Schivo ne souffle mot et de sa large carrure prétend écarter les patriotes qui l’entourent. Au seuil de la porte le mouchoir du capitaine Heyries  vient de toucher le sol , il est 15heures, l’heure de l’insurrection a sonné. Les patriotes se rapprochent du directeur qui soudain inquiet dégaine son revolver. Il n’a pas le temps de tirer une main lui saisit le poignet, deux autres le cou. En moins de deux minutes il est bâillonné, saucissonné et mis hors d’état de nuire ? Même notre ami l’économe est attaché pour ne pas le compromettre.

L’opération se déroule d’une seule traite avec un tel sang froid que nul ne connaît à l’exception d’un petit groupe d’initiés réunis au préau N°2. Quand Léopold Roques nous demande de le suivre jusqu’à la chapelle nous ne savons rien et les gardiens dans les miradors nous voit prendre l’allée sans broncher car eux non plus ne savent pas ce qui se passe alors que toute l’administration est déjà en cellule et que notre Commandant militaire Bernard a déjà revêtu l’uniforme et la casquette à étoile d’un gardien et que d’autres camarades sortent des cachettes les pièces de mitraillettes pour les remonter. 12 mitraillettes : c’est peu comparées aux armes entre les mains des policiers.
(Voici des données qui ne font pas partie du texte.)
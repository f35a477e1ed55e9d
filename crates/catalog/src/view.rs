//! Book catalog read model fed from the event bus.

use std::collections::{HashMap, HashSet};
use std::sync::Arc;

use async_trait::async_trait;
use outbox::{ConsumerError, EventConsumer, EventEnvelope};
use serde::Deserialize;
use tokio::sync::RwLock;

#[derive(Debug, Clone, PartialEq)]
pub struct BookSummary {
    pub isbn: String,
    pub title: String,
    pub genre_id: u64,
    pub author_numbers: Vec<u64>,
}

#[derive(Debug, Default)]
struct ViewState {
    books: HashMap<String, BookSummary>,
    genres: HashMap<u64, String>,
    authors: HashSet<u64>,
}

/// Read-model projection of catalog events.
///
/// Keyed on natural identifiers, so replaying an event is harmless; wrap
/// in [`DedupingConsumer`](outbox::DedupingConsumer) to also skip the
/// duplicate handling entirely.
#[derive(Clone, Default)]
pub struct BookCatalogView {
    state: Arc<RwLock<ViewState>>,
}

#[derive(Deserialize)]
#[serde(tag = "type", content = "data", rename_all_fields = "camelCase")]
enum ViewEvent {
    GenreCreated { genre_id: u64, name: String },
    GenreDeleted { genre_id: u64 },
    AuthorCreated { author_number: u64 },
    AuthorDeleted { author_number: u64 },
    BookCreated {
        isbn: String,
        title: String,
        genre_id: u64,
        author_numbers: Vec<u64>,
    },
}

impl BookCatalogView {
    pub fn new() -> Self {
        Self::default()
    }

    pub async fn book_count(&self) -> usize {
        self.state.read().await.books.len()
    }

    pub async fn get_book(&self, isbn: &str) -> Option<BookSummary> {
        self.state.read().await.books.get(isbn).cloned()
    }

    pub async fn genre_count(&self) -> usize {
        self.state.read().await.genres.len()
    }

    pub async fn author_count(&self) -> usize {
        self.state.read().await.authors.len()
    }
}

#[async_trait]
impl EventConsumer for BookCatalogView {
    fn name(&self) -> &'static str {
        "book-catalog-view"
    }

    async fn handle(&self, envelope: &EventEnvelope) -> Result<(), ConsumerError> {
        let event: ViewEvent = serde_json::from_value(envelope.payload.clone())
            .map_err(|e| ConsumerError(format!("malformed catalog event: {e}")))?;

        let mut state = self.state.write().await;
        match event {
            ViewEvent::GenreCreated { genre_id, name } => {
                state.genres.insert(genre_id, name);
            }
            ViewEvent::GenreDeleted { genre_id } => {
                state.genres.remove(&genre_id);
            }
            ViewEvent::AuthorCreated { author_number } => {
                state.authors.insert(author_number);
            }
            ViewEvent::AuthorDeleted { author_number } => {
                state.authors.remove(&author_number);
            }
            ViewEvent::BookCreated {
                isbn,
                title,
                genre_id,
                author_numbers,
            } => {
                state.books.insert(
                    isbn.clone(),
                    BookSummary {
                        isbn,
                        title,
                        genre_id,
                        author_numbers,
                    },
                );
            }
        }
        Ok(())
    }
}
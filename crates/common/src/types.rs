use serde::{Deserialize, Serialize};
use uuid::Uuid;

/// Unique identifier for a saga instance.
///
/// Wraps a UUID to provide type safety and prevent mixing up
/// saga IDs with other UUID-based identifiers.
#[derive(Debug, Clone, Copy, PartialEq, Eq, Hash, Serialize, Deserialize)]
#[serde(transparent)]
pub struct SagaId(Uuid);

impl SagaId {
    /// Creates a new random saga ID.
    pub fn new() -> Self {
        Self(Uuid::new_v4())
    }

    /// Creates a saga ID from an existing UUID.
    pub fn from_uuid(uuid: Uuid) -> Self {
        Self(uuid)
    }

    /// Returns the underlying UUID.
    pub fn as_uuid(&self) -> Uuid {
        self.0
    }
}

impl Default for SagaId {
    fn default() -> Self {
        Self::new()
    }
}

impl std::fmt::Display for SagaId {
    fn fmt(&self, f: &mut std::fmt::Formatter<'_>) -> std::fmt::Result {
        write!(f, "{}", self.0)
    }
}

impl From<Uuid> for SagaId {
    fn from(uuid: Uuid) -> Self {
        Self(uuid)
    }
}

impl From<SagaId> for Uuid {
    fn from(id: SagaId) -> Self {
        id.0
    }
}

#[cfg(test)]
mod tests {
    use super::*;

    #[test]
    fn saga_id_new_creates_unique_ids() {
        let id1 = SagaId::new();
        let id2 = SagaId::new();
        assert_ne!(id1, id2);
    }

    #[test]
    fn saga_id_from_uuid_preserves_value() {
        let uuid = Uuid::new_v4();
        let id = SagaId::from_uuid(uuid);
        assert_eq!(id.as_uuid(), uuid);
    }

    #[test]
    fn saga_id_serialization_roundtrip() {
        let id = SagaId::new();
        let json = serde_json::to_string(&id).unwrap();
        let deserialized: SagaId = serde_json::from_str(&json).unwrap();
        assert_eq!(id, deserialized);
    }
}
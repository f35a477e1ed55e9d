//! Catalog domain events.
//!
//! One tagged sum type keyed by `eventType` replaces a per-event class
//! hierarchy; the outbox envelope carries the serialized variant as its
//! payload.

use outbox::OutboxEvent;
use serde::{Deserialize, Serialize};

/// Events the catalog services record in their outboxes.
#[derive(Debug, Clone, PartialEq, Serialize, Deserialize)]
#[serde(tag = "type", content = "data", rename_all_fields = "camelCase")]
pub enum CatalogEvent {
    GenreCreated {
        genre_id: u64,
        name: String,
    },
    GenreDeleted {
        genre_id: u64,
    },
    AuthorCreated {
        author_number: u64,
        name: String,
    },
    AuthorDeleted {
        author_number: u64,
    },
    BookCreated {
        isbn: String,
        title: String,
        genre_id: u64,
        author_numbers: Vec<u64>,
    },
}

impl CatalogEvent {
    /// Returns the event type discriminator.
    pub fn event_type(&self) -> &'static str {
        match self {
            CatalogEvent::GenreCreated { .. } => "GenreCreated",
            CatalogEvent::GenreDeleted { .. } => "GenreDeleted",
            CatalogEvent::AuthorCreated { .. } => "AuthorCreated",
            CatalogEvent::AuthorDeleted { .. } => "AuthorDeleted",
            CatalogEvent::BookCreated { .. } => "BookCreated",
        }
    }

    /// Returns the aggregate type the event concerns.
    pub fn aggregate_type(&self) -> &'static str {
        match self {
            CatalogEvent::GenreCreated { .. } | CatalogEvent::GenreDeleted { .. } => "Genre",
            CatalogEvent::AuthorCreated { .. } | CatalogEvent::AuthorDeleted { .. } => "Author",
            CatalogEvent::BookCreated { .. } => "Book",
        }
    }

    /// Returns the aggregate identifier within its type.
    pub fn aggregate_id(&self) -> String {
        match self {
            CatalogEvent::GenreCreated { genre_id, .. }
            | CatalogEvent::GenreDeleted { genre_id } => genre_id.to_string(),
            CatalogEvent::AuthorCreated { author_number, .. }
            | CatalogEvent::AuthorDeleted { author_number } => author_number.to_string(),
            CatalogEvent::BookCreated { isbn, .. } => isbn.clone(),
        }
    }

    /// Builds the pending outbox row for this event.
    ///
    /// # Panics
    ///
    /// Panics if serialization fails, which cannot happen for these
    /// variants.
    pub fn to_outbox_event(&self) -> OutboxEvent {
        let payload =
            serde_json::to_value(self).expect("catalog event serialization is infallible");
        OutboxEvent::new(
            self.aggregate_type(),
            self.aggregate_id(),
            self.event_type(),
            payload,
        )
    }
}
//! Outbox delivery counters, per service.

use std::collections::BTreeMap;
use std::sync::Arc;

use axum::Json;
use axum::extract::State;
use outbox::{OutboxStats, OutboxStore};

use crate::AppState;
use crate::error::ApiError;

/// GET /outbox/stats — delivery counters for every service outbox.
#[tracing::instrument(skip(state))]
pub async fn get(
    State(state): State<Arc<AppState>>,
) -> Result<Json<BTreeMap<&'static str, OutboxStats>>, ApiError> {
    let mut stats = BTreeMap::new();
    for (service, store) in [
        ("genre-service", state.genres.outbox()),
        ("author-service", state.authors.outbox()),
        ("book-service", state.books.outbox()),
    ] {
        let service_stats = store
            .stats()
            .await
            .map_err(|e| ApiError::Internal(e.to_string()))?;
        stats.insert(service, service_stats);
    }
    Ok(Json(stats))
}
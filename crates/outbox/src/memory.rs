use std::collections::HashMap;
use std::sync::Arc;
use std::time::{Duration, Instant};

use async_trait::async_trait;
use chrono::Utc;
use tokio::sync::RwLock;

use crate::event::{EventId, OutboxEvent, OutboxStatus};
use crate::store::{DEFAULT_CLAIM_LEASE, OutboxStats, OutboxStore};
use crate::{OutboxError, Result};

#[derive(Debug, Default)]
struct InMemoryOutboxState {
    events: Vec<OutboxEvent>,
    leases: HashMap<EventId, Instant>,
}

/// In-memory outbox store for testing and the default wiring.
///
/// Mirrors the PostgreSQL implementation's claim semantics: claimed rows
/// carry an expiring lease so concurrent relays skip them. Enqueueing
/// while holding the owning service's state lock stands in for the
/// shared-transaction discipline of the durable store.
#[derive(Clone)]
pub struct InMemoryOutboxStore {
    state: Arc<RwLock<InMemoryOutboxState>>,
    lease: Duration,
}

impl Default for InMemoryOutboxStore {
    fn default() -> Self {
        Self {
            state: Arc::new(RwLock::new(InMemoryOutboxState::default())),
            lease: DEFAULT_CLAIM_LEASE,
        }
    }
}

impl InMemoryOutboxStore {
    /// Creates a new empty store with the default claim lease.
    pub fn new() -> Self {
        Self::default()
    }

    /// Overrides the claim lease duration.
    pub fn with_lease(lease: Duration) -> Self {
        Self {
            state: Arc::new(RwLock::new(InMemoryOutboxState::default())),
            lease,
        }
    }

    /// Returns the total number of events in the store.
    pub async fn event_count(&self) -> usize {
        self.state.read().await.events.len()
    }

    /// Returns a copy of the event with the given ID, if present.
    pub async fn get(&self, event_id: EventId) -> Option<OutboxEvent> {
        self.state
            .read()
            .await
            .events
            .iter()
            .find(|e| e.event_id == event_id)
            .cloned()
    }

    /// Returns copies of all events, in enqueue order.
    pub async fn all_events(&self) -> Vec<OutboxEvent> {
        self.state.read().await.events.clone()
    }

    /// Clears all events and leases.
    pub async fn clear(&self) {
        let mut state = self.state.write().await;
        state.events.clear();
        state.leases.clear();
    }
}

#[async_trait]
impl OutboxStore for InMemoryOutboxStore {
    async fn enqueue(&self, event: OutboxEvent) -> Result<EventId> {
        let event_id = event.event_id;
        self.state.write().await.events.push(event);
        Ok(event_id)
    }

    async fn claim_pending(&self, limit: usize) -> Result<Vec<OutboxEvent>> {
        let mut state = self.state.write().await;
        let now = Instant::now();
        state.leases.retain(|_, deadline| *deadline > now);

        let mut claimable: Vec<OutboxEvent> = state
            .events
            .iter()
            .filter(|e| e.status.is_undelivered() && !state.leases.contains_key(&e.event_id))
            .cloned()
            .collect();
        claimable.sort_by_key(|e| e.created_at);
        claimable.truncate(limit);

        for event in &claimable {
            state.leases.insert(event.event_id, now + self.lease);
        }

        Ok(claimable)
    }

    async fn mark_sent(&self, event_id: EventId) -> Result<()> {
        let mut state = self.state.write().await;
        state.leases.remove(&event_id);
        let event = state
            .events
            .iter_mut()
            .find(|e| e.event_id == event_id)
            .ok_or(OutboxError::EventNotFound(event_id))?;

        event.status = OutboxStatus::Sent;
        event.sent_at = Some(Utc::now());
        event.last_error = None;
        Ok(())
    }

    async fn mark_attempt_failed(
        &self,
        event_id: EventId,
        error: &str,
        alert_threshold: u32,
    ) -> Result<()> {
        let mut state = self.state.write().await;
        state.leases.remove(&event_id);
        let event = state
            .events
            .iter_mut()
            .find(|e| e.event_id == event_id)
            .ok_or(OutboxError::EventNotFound(event_id))?;

        event.attempts += 1;
        event.last_error = Some(error.to_string());
        if event.attempts >= alert_threshold {
            event.status = OutboxStatus::Failed;
        }
        Ok(())
    }

    async fn release_claim(&self, event_id: EventId) -> Result<()> {
        self.state.write().await.leases.remove(&event_id);
        Ok(())
    }

    async fn stats(&self) -> Result<OutboxStats> {
        let state = self.state.read().await;
        let mut stats = OutboxStats::default();
        let mut oldest_undelivered = None;

        for event in &state.events {
            match event.status {
                OutboxStatus::Pending => stats.pending += 1,
                OutboxStatus::Sent => stats.sent += 1,
                OutboxStatus::Failed => stats.failed += 1,
            }
            if event.status.is_undelivered() {
                oldest_undelivered = match oldest_undelivered {
                    None => Some(event.created_at),
                    Some(current) if event.created_at < current => Some(event.created_at),
                    keep => keep,
                };
            }
        }

        stats.oldest_pending_age_seconds =
            oldest_undelivered.map(|t| (Utc::now() - t).num_seconds());
        Ok(stats)
    }
}

#[cfg(test)]
mod tests {
    use super::*;

    fn make_event(aggregate_id: &str, event_type: &str) -> OutboxEvent {
        OutboxEvent::new("Genre", aggregate_id, event_type, serde_json::json!({}))
    }

    #[tokio::test]
    async fn enqueue_and_claim_oldest_first() {
        let store = InMemoryOutboxStore::new();

        let mut first = make_event("1", "GenreCreated");
        first.created_at = Utc::now() - chrono::Duration::seconds(10);
        let first_id = store.enqueue(first).await.unwrap();
        let second_id = store.enqueue(make_event("2", "GenreCreated")).await.unwrap();

        let claimed = store.claim_pending(10).await.unwrap();
        assert_eq!(claimed.len(), 2);
        assert_eq!(claimed[0].event_id, first_id);
        assert_eq!(claimed[1].event_id, second_id);
    }

    #[tokio::test]
    async fn claimed_events_are_leased() {
        let store = InMemoryOutboxStore::new();
        store.enqueue(make_event("1", "GenreCreated")).await.unwrap();

        let first_claim = store.claim_pending(10).await.unwrap();
        assert_eq!(first_claim.len(), 1);

        // A second relay instance claims nothing while the lease holds.
        let second_claim = store.claim_pending(10).await.unwrap();
        assert!(second_claim.is_empty());
    }

    #[tokio::test]
    async fn expired_lease_makes_event_claimable_again() {
        let store = InMemoryOutboxStore::with_lease(Duration::from_millis(0));
        store.enqueue(make_event("1", "GenreCreated")).await.unwrap();

        assert_eq!(store.claim_pending(10).await.unwrap().len(), 1);
        assert_eq!(store.claim_pending(10).await.unwrap().len(), 1);
    }

    #[tokio::test]
    async fn mark_sent_removes_from_claimable_set() {
        let store = InMemoryOutboxStore::new();
        let id = store.enqueue(make_event("1", "GenreCreated")).await.unwrap();

        store.claim_pending(10).await.unwrap();
        store.mark_sent(id).await.unwrap();

        assert!(store.claim_pending(10).await.unwrap().is_empty());
        let event = store.get(id).await.unwrap();
        assert_eq!(event.status, OutboxStatus::Sent);
        assert!(event.sent_at.is_some());
    }

    #[tokio::test]
    async fn failed_attempt_keeps_event_deliverable() {
        let store = InMemoryOutboxStore::new();
        let id = store.enqueue(make_event("1", "GenreCreated")).await.unwrap();

        store.claim_pending(10).await.unwrap();
        store
            .mark_attempt_failed(id, "bus unreachable", 5)
            .await
            .unwrap();

        let event = store.get(id).await.unwrap();
        assert_eq!(event.status, OutboxStatus::Pending);
        assert_eq!(event.attempts, 1);
        assert_eq!(event.last_error.as_deref(), Some("bus unreachable"));

        // Claim released, so the next cycle retries immediately.
        assert_eq!(store.claim_pending(10).await.unwrap().len(), 1);
    }

    #[tokio::test]
    async fn crossing_alert_threshold_flips_to_failed_but_stays_retryable() {
        let store = InMemoryOutboxStore::new();
        let id = store.enqueue(make_event("1", "GenreCreated")).await.unwrap();

        for _ in 0..3 {
            store.claim_pending(10).await.unwrap();
            store.mark_attempt_failed(id, "boom", 3).await.unwrap();
        }

        let event = store.get(id).await.unwrap();
        assert_eq!(event.status, OutboxStatus::Failed);
        assert_eq!(event.attempts, 3);

        // Failed rows are still claimed for retry.
        assert_eq!(store.claim_pending(10).await.unwrap().len(), 1);
    }

    #[tokio::test]
    async fn mark_sent_unknown_event_errors() {
        let store = InMemoryOutboxStore::new();
        let result = store.mark_sent(EventId::new()).await;
        assert!(matches!(result, Err(OutboxError::EventNotFound(_))));
    }

    #[tokio::test]
    async fn stats_count_by_status() {
        let store = InMemoryOutboxStore::new();
        let sent = store.enqueue(make_event("1", "GenreCreated")).await.unwrap();
        let failed = store.enqueue(make_event("2", "GenreCreated")).await.unwrap();
        store.enqueue(make_event("3", "GenreCreated")).await.unwrap();

        store.mark_sent(sent).await.unwrap();
        store.mark_attempt_failed(failed, "boom", 1).await.unwrap();

        let stats = store.stats().await.unwrap();
        assert_eq!(stats.pending, 1);
        assert_eq!(stats.sent, 1);
        assert_eq!(stats.failed, 1);
        assert!(stats.oldest_pending_age_seconds.is_some());
    }
}
use std::time::Duration;

use async_trait::async_trait;

use crate::event::{EventId, OutboxEvent};
use crate::Result;

/// How long a claimed row stays invisible to other relay instances before
/// the claim lapses and the row becomes deliverable again.
pub const DEFAULT_CLAIM_LEASE: Duration = Duration::from_secs(30);

/// Counters for operational visibility of one service's outbox.
#[derive(Debug, Clone, Copy, Default, PartialEq, Eq, serde::Serialize)]
pub struct OutboxStats {
    pub pending: u64,
    pub sent: u64,
    pub failed: u64,
    /// Age in seconds of the oldest undelivered event, if any.
    pub oldest_pending_age_seconds: Option<i64>,
}

/// Core trait for outbox store implementations.
///
/// Each write-side service owns one store; the relay is the only caller of
/// the status-transition methods and never touches payloads. Claiming uses
/// lease semantics so concurrent relay replicas do not double-deliver —
/// and if a lapsed lease lets a duplicate through anyway, consumers absorb
/// it via their `event_id` dedupe.
#[async_trait]
pub trait OutboxStore: Send + Sync {
    /// Inserts a new event with status `Pending`.
    ///
    /// Callers with a real database must enqueue inside the same
    /// transaction as the business write (see
    /// [`PostgresOutboxStore::enqueue_in_tx`](crate::PostgresOutboxStore::enqueue_in_tx));
    /// this method exists for stores where the write and the enqueue share
    /// one synchronization scope.
    async fn enqueue(&self, event: OutboxEvent) -> Result<EventId>;

    /// Claims up to `limit` undelivered events, oldest first.
    ///
    /// Claimed events are leased: they are excluded from other claims until
    /// the lease expires or a status transition releases them.
    async fn claim_pending(&self, limit: usize) -> Result<Vec<OutboxEvent>>;

    /// Marks an event delivered after a bus-confirmed publish.
    async fn mark_sent(&self, event_id: EventId) -> Result<()>;

    /// Records a failed publish attempt and releases the claim.
    ///
    /// The event stays deliverable; once `attempts` reaches
    /// `alert_threshold` the status flips to `Failed` for alerting, but the
    /// relay keeps retrying it.
    async fn mark_attempt_failed(
        &self,
        event_id: EventId,
        error: &str,
        alert_threshold: u32,
    ) -> Result<()>;

    /// Releases a claim without recording an attempt.
    ///
    /// Used for events held back within a cycle to preserve per-aggregate
    /// ordering.
    async fn release_claim(&self, event_id: EventId) -> Result<()>;

    /// Returns delivery counters for this outbox.
    async fn stats(&self) -> Result<OutboxStats>;
}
Des groupes de chocs prennent possession des services auxiliaires où les gardiens sont à leur tour arrêtés et mis en cellule une fois déshabillés. Lors de cette évasion nous devons quitter la Prison Centrale en formation, entourés de gardiens, comme si nous étions mutés sur un autre site. Un gardien ami est envoyé vers le brigadier Delpet  gardien milicien borné. « Monsieur Delpet le Directeur vous demande ». Le zélé gardien court presque pour aller trouver son directeur, mais quand il pousse la porte il est arrêté et à son tour mis en cellule.

Il faut maintenant selon un plan préparé : occuper le poste de garde des surveillants, occuper le central téléphonique, empêcher d’agir le poste de commandement des gardes mobiles et des G.M.R.. C’est là, qu’un incident qui peut paraître bénin, va tout remettre en question.

Une corvée de droits communs, venant du camp est venue chercher des paillasses. Ils voient au détour d’un couloir le groupe désigné pour aller prendre le poste de commandement, ils crient et donnent l’alerte. Tenant son révolver braqué le capitaine des G.M.R. Guillevic apparaît escorté d’un milicien armé d’un pistolet mitrailleur.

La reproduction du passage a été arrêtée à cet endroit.